> _WHAT YOU WILL DO_
How many lines of the data hold the word "bearing"? State the number and nothing else.

> _DATA FOR ANALYSIS_
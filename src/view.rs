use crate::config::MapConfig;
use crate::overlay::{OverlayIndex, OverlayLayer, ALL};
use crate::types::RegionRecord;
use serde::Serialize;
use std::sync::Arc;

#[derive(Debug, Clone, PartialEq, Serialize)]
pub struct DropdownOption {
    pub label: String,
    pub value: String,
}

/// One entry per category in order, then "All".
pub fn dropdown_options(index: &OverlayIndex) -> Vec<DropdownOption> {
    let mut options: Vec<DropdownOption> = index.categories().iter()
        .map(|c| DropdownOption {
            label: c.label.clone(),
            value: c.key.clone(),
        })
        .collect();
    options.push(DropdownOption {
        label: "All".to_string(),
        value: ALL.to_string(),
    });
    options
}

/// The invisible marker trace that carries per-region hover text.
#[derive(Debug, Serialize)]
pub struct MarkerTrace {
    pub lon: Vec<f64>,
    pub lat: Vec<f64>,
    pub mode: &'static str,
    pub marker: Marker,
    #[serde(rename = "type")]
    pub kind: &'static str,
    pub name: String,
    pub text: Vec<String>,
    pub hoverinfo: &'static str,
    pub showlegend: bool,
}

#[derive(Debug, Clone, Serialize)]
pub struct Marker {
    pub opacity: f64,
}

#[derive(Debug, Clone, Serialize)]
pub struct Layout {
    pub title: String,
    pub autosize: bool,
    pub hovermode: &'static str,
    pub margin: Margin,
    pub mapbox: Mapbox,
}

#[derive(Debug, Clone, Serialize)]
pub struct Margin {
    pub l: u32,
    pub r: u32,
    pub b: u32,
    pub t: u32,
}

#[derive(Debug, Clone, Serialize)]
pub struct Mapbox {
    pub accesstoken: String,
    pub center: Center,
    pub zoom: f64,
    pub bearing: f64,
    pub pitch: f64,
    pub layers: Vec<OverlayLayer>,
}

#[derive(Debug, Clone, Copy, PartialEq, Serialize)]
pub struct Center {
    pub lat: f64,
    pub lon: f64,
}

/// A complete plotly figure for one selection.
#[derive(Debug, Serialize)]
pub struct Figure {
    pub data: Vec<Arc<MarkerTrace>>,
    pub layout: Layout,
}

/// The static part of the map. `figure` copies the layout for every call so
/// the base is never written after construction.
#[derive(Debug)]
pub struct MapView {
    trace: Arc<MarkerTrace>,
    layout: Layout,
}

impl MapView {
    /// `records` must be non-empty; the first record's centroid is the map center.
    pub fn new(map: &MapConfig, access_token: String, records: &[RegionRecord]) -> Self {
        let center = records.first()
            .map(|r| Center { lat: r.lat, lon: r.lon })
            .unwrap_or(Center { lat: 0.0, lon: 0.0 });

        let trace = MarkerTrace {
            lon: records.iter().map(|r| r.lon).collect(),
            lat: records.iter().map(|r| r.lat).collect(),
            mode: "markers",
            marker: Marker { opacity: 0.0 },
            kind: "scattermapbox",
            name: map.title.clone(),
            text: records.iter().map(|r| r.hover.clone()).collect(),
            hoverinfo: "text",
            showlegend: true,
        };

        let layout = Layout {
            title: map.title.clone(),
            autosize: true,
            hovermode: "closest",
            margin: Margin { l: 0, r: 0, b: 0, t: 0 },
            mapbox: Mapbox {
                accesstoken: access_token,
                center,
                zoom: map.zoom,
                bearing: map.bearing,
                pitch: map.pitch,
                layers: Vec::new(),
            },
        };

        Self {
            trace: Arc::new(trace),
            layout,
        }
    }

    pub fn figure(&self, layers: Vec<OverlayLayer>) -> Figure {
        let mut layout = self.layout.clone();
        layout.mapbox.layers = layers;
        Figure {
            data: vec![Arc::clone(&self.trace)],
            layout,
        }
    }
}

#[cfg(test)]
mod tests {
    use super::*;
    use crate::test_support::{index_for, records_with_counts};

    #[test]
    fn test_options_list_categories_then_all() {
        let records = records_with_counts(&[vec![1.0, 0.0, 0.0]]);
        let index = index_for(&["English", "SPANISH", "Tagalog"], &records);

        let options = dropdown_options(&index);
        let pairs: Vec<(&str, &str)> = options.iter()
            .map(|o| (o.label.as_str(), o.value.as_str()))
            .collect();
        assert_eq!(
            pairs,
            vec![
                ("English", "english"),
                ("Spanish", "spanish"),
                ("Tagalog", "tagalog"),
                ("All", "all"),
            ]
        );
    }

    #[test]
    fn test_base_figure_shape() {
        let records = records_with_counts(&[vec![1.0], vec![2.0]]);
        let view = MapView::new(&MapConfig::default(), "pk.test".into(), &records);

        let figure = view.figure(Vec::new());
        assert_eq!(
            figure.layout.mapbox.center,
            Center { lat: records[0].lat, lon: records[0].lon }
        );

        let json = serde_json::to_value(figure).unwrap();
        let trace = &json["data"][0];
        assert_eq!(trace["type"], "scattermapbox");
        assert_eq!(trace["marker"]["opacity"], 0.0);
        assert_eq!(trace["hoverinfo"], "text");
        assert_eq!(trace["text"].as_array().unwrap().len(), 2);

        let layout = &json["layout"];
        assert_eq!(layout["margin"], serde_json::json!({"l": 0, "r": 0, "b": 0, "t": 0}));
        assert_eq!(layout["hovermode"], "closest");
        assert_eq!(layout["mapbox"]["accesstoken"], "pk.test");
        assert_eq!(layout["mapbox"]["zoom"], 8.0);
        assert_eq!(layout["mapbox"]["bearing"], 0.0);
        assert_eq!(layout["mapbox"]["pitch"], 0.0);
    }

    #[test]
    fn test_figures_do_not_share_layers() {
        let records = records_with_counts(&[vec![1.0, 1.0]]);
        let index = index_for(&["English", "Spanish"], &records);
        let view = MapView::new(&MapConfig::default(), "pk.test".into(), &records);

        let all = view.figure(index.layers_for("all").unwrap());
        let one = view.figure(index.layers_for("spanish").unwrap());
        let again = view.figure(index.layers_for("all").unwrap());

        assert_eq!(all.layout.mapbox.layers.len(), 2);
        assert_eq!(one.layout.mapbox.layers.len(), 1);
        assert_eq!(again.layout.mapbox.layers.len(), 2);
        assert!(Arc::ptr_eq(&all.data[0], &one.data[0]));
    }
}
* * *
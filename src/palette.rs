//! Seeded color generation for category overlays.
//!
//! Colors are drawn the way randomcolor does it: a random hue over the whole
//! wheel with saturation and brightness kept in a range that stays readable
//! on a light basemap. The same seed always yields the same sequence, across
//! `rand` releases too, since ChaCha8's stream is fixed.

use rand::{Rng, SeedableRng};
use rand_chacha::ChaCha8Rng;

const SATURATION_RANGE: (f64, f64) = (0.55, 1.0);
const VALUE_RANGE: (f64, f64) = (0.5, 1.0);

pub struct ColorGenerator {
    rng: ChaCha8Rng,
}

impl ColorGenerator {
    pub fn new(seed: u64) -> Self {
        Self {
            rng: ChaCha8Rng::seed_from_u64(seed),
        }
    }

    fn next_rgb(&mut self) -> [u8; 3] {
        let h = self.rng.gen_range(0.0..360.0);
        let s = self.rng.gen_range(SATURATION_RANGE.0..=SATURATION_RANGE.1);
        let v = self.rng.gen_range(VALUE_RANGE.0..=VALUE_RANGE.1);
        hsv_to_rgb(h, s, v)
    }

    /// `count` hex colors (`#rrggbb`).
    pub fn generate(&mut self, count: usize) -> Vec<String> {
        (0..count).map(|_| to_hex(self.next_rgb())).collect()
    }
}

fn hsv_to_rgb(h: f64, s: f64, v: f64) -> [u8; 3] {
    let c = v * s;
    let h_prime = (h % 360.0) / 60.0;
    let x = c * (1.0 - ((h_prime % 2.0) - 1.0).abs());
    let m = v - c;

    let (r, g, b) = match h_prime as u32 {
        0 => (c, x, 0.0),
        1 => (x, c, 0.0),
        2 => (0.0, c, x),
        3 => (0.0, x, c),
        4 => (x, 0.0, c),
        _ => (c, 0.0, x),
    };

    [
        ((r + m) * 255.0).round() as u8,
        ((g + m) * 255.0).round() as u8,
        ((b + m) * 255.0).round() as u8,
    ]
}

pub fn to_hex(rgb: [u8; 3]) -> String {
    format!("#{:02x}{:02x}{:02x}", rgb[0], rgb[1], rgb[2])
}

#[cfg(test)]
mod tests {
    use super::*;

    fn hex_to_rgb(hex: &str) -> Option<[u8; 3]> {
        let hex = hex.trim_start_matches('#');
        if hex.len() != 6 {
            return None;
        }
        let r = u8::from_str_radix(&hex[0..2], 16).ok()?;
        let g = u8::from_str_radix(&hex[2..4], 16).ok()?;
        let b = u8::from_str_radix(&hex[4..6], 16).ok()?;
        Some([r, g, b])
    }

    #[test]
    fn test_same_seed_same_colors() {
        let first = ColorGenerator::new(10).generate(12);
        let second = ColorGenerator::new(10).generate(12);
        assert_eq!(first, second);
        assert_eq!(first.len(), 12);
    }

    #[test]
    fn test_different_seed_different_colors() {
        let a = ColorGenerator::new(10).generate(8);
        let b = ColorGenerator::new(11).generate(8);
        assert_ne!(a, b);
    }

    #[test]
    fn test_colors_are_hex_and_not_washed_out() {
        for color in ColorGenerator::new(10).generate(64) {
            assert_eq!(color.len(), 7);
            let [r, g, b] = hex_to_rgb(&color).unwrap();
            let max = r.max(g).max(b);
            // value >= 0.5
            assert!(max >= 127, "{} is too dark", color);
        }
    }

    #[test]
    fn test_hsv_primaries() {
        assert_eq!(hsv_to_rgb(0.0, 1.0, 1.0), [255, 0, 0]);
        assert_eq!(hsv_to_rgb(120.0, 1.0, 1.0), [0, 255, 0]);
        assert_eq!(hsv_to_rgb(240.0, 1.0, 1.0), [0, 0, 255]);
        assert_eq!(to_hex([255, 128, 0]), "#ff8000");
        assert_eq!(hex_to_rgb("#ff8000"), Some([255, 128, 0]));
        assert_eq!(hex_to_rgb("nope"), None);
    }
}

> _EXPECTED ANSWER_
3